• RECORD EXTRACTS

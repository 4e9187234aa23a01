pub mod config;
pub mod connection;
pub mod error;
pub mod heartbeat;
pub mod lifecycle;
pub mod room;
pub mod server;
pub mod signaling;
pub mod transport;

pub use config::{Config, ConfigError};
pub use error::RelayError;
pub use heartbeat::HeartbeatMonitor;
pub use lifecycle::*;
pub use server::{AppState, SignalServer, router};
pub use signaling::{Dispatch, Hub, HubHandle, HubSnapshot, RoomSnapshot, ws_handler};
use crate::connection::{ConnectionState, ConnectionTable};
use crate::error::RelayError;
use crate::heartbeat;
use crate::lifecycle::{CloseReason, ConnectionMeta, EventBus, LifecycleEvent};
use crate::room::RoomRegistry;
use crate::signaling::{Dispatch, MessageRouter};
use crate::transport::Outbound;
use chrono::Utc;
use signalroom_core::{ClientMessage, ConnectionId, RoomId};
use tokio::sync::{mpsc, oneshot};
use tokio::task::JoinHandle;
use tracing::{debug, info, instrument, warn};

/// Mailbox size of the hub actor.
const HUB_CHANNEL_BUFFER: usize = 1024;

/// Commands accepted by the hub from socket tasks and the heartbeat timer.
#[derive(Debug)]
pub enum HubCommand {
    Connect {
        connection_id: ConnectionId,
        outbound: mpsc::UnboundedSender<Outbound>,
        meta: ConnectionMeta,
    },
    Frame {
        connection_id: ConnectionId,
        text: String,
    },
    Pong {
        connection_id: ConnectionId,
    },
    Disconnect {
        connection_id: ConnectionId,
    },
    Sweep,
    Snapshot {
        respond_to: oneshot::Sender<HubSnapshot>,
    },
    Shutdown {
        done: oneshot::Sender<()>,
    },
}

#[derive(Debug, Clone, PartialEq, Eq)]
pub struct RoomSnapshot {
    pub room_id: RoomId,
    pub senders: Vec<ConnectionId>,
    pub viewers: Vec<ConnectionId>,
}

/// Point-in-time copy of the hub's membership state.
#[derive(Debug, Clone, Default, PartialEq, Eq)]
pub struct HubSnapshot {
    pub connections: usize,
    pub rooms: Vec<RoomSnapshot>,
}

impl HubSnapshot {
    pub fn room(&self, room_id: &str) -> Option<&RoomSnapshot> {
        self.rooms.iter().find(|r| r.room_id.as_str() == room_id)
    }
}

/// Owner of every room and connection record.
///
/// All mutation goes through `&mut self`; when spawned, the hub becomes the
/// single task that applies commands in arrival order.
pub struct Hub {
    rooms: RoomRegistry,
    connections: ConnectionTable,
    events: EventBus,
}

impl Hub {
    pub fn new(events: EventBus) -> Self {
        Self {
            rooms: RoomRegistry::new(),
            connections: ConnectionTable::new(),
            events,
        }
    }

    pub fn rooms(&self) -> &RoomRegistry {
        &self.rooms
    }

    pub fn connections(&self) -> &ConnectionTable {
        &self.connections
    }

    pub fn connect(
        &mut self,
        connection_id: ConnectionId,
        outbound: mpsc::UnboundedSender<Outbound>,
        meta: ConnectionMeta,
    ) {
        if self
            .connections
            .insert(ConnectionState::new(connection_id, outbound))
            .is_some()
        {
            warn!(%connection_id, "replaced an existing connection record");
        }
        info!(
            %connection_id,
            remote_addr = ?meta.remote_addr,
            connections = self.connections.len(),
            "new connection"
        );
        self.events.publish(LifecycleEvent::Connected {
            connection_id,
            meta,
            at: Utc::now(),
        });
    }

    pub fn handle_frame(&mut self, connection_id: ConnectionId, text: &str) -> Dispatch {
        if !self.connections.contains(&connection_id) {
            return Dispatch::Dropped;
        }
        let message = match ClientMessage::parse(text) {
            Ok(message) => message,
            Err(e) => {
                debug!(%connection_id, error = %e, "dropping malformed frame");
                return Dispatch::Dropped;
            }
        };

        let dispatch =
            MessageRouter::new(&mut self.rooms, &mut self.connections).dispatch(connection_id, message);

        if let Dispatch::Joined { room_id, role } = &dispatch {
            self.events.publish(LifecycleEvent::Joined {
                connection_id,
                room_id: room_id.clone(),
                role: *role,
                at: Utc::now(),
            });
        }
        dispatch
    }

    pub fn pong(&mut self, connection_id: ConnectionId) {
        if let Some(conn) = self.connections.get_mut(&connection_id) {
            conn.mark_alive();
        }
    }

    /// One heartbeat tick. Returns the connections that were terminated.
    pub fn sweep(&mut self) -> Vec<ConnectionId> {
        let dead = heartbeat::sweep(&mut self.connections);
        for connection_id in &dead {
            warn!(%connection_id, "connection timed out, terminating");
            if let Some(conn) = self.connections.get(connection_id) {
                conn.terminate();
            }
            self.disconnect(*connection_id, CloseReason::HeartbeatTimeout);
        }
        dead
    }

    /// Forgets a connection and releases its room membership. Safe to call
    /// more than once; only the first call has any effect.
    pub fn disconnect(&mut self, connection_id: ConnectionId, reason: CloseReason) -> bool {
        let Some(conn) = self.connections.remove(&connection_id) else {
            return false;
        };
        info!(%connection_id, %reason, "connection closed");

        let membership = conn.membership().map(|(room_id, role)| (room_id.clone(), role));
        if let Some((room_id, role)) = &membership {
            MessageRouter::new(&mut self.rooms, &mut self.connections).leave(
                connection_id,
                room_id,
                *role,
            );
        }

        let (room_id, role) = membership.unzip();
        self.events.publish(LifecycleEvent::Disconnected {
            connection_id,
            room_id,
            role,
            reason,
            at: Utc::now(),
        });
        true
    }

    /// Closes every connection with a close frame and runs normal cleanup.
    pub fn shutdown(&mut self) {
        let ids = self.connections.ids();
        info!(connections = ids.len(), "closing all connections");
        for connection_id in ids {
            if let Some(conn) = self.connections.get(&connection_id) {
                conn.close();
            }
            self.disconnect(connection_id, CloseReason::Shutdown);
        }
    }

    pub fn snapshot(&self) -> HubSnapshot {
        let mut rooms: Vec<_> = self
            .rooms
            .rooms()
            .map(|room| {
                let mut senders: Vec<_> = room.senders().iter().copied().collect();
                let mut viewers: Vec<_> = room.viewers().iter().copied().collect();
                senders.sort();
                viewers.sort();
                RoomSnapshot {
                    room_id: room.id().clone(),
                    senders,
                    viewers,
                }
            })
            .collect();
        rooms.sort_by(|a, b| a.room_id.as_str().cmp(b.room_id.as_str()));

        HubSnapshot {
            connections: self.connections.len(),
            rooms,
        }
    }

    pub fn spawn(self) -> (HubHandle, JoinHandle<()>) {
        let (sender, receiver) = mpsc::channel(HUB_CHANNEL_BUFFER);
        let task = tokio::spawn(self.run(receiver));
        (HubHandle { sender }, task)
    }

    #[instrument(skip_all, name = "hub")]
    async fn run(mut self, mut commands: mpsc::Receiver<HubCommand>) {
        info!("hub event loop started");

        while let Some(command) = commands.recv().await {
            match command {
                HubCommand::Connect {
                    connection_id,
                    outbound,
                    meta,
                } => self.connect(connection_id, outbound, meta),
                HubCommand::Frame {
                    connection_id,
                    text,
                } => {
                    self.handle_frame(connection_id, &text);
                }
                HubCommand::Pong { connection_id } => self.pong(connection_id),
                HubCommand::Disconnect { connection_id } => {
                    self.disconnect(connection_id, CloseReason::Closed);
                }
                HubCommand::Sweep => {
                    self.sweep();
                }
                HubCommand::Snapshot { respond_to } => {
                    let _ = respond_to.send(self.snapshot());
                }
                HubCommand::Shutdown { done } => {
                    self.shutdown();
                    let _ = done.send(());
                    break;
                }
            }
        }

        info!(rooms = self.rooms.len(), "hub event loop finished");
    }
}

/// Cloneable address of a running hub.
#[derive(Clone, Debug)]
pub struct HubHandle {
    sender: mpsc::Sender<HubCommand>,
}

impl HubHandle {
    pub async fn connect(
        &self,
        connection_id: ConnectionId,
        outbound: mpsc::UnboundedSender<Outbound>,
        meta: ConnectionMeta,
    ) -> Result<(), RelayError> {
        self.send(HubCommand::Connect {
            connection_id,
            outbound,
            meta,
        })
        .await
    }

    pub async fn frame(&self, connection_id: ConnectionId, text: String) -> Result<(), RelayError> {
        self.send(HubCommand::Frame {
            connection_id,
            text,
        })
        .await
    }

    pub async fn pong(&self, connection_id: ConnectionId) -> Result<(), RelayError> {
        self.send(HubCommand::Pong { connection_id }).await
    }

    pub async fn disconnect(&self, connection_id: ConnectionId) -> Result<(), RelayError> {
        self.send(HubCommand::Disconnect { connection_id }).await
    }

    pub async fn sweep(&self) -> Result<(), RelayError> {
        self.send(HubCommand::Sweep).await
    }

    pub async fn snapshot(&self) -> Result<HubSnapshot, RelayError> {
        let (respond_to, rx) = oneshot::channel();
        self.send(HubCommand::Snapshot { respond_to }).await?;
        rx.await.map_err(|_| RelayError::HubClosed)
    }

    /// Closes every connection and stops the hub once that is done.
    pub async fn shutdown(&self) -> Result<(), RelayError> {
        let (done, rx) = oneshot::channel();
        self.send(HubCommand::Shutdown { done }).await?;
        rx.await.map_err(|_| RelayError::HubClosed)
    }

    pub fn is_closed(&self) -> bool {
        self.sender.is_closed()
    }

    async fn send(&self, command: HubCommand) -> Result<(), RelayError> {
        self.sender
            .send(command)
            .await
            .map_err(|_| RelayError::HubClosed)
    }
}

• REQUIREMENT
Set every line down again exactly. Begin with the first line of the entries and finish with the line containing "pub use lifecycle::*;".

• TASK RESULT
repository 4e9187234aa23a01
pub mod config;
pub mod connection;
pub mod error;
pub mod heartbeat;
pub mod lifecycle;
pub mod room;
pub mod server;
pub mod signaling;
pub mod transport;

pub use config::{Config, ConfigError};
pub use error::RelayError;
pub use heartbeat::HeartbeatMonitor;
pub use lifecycle::*;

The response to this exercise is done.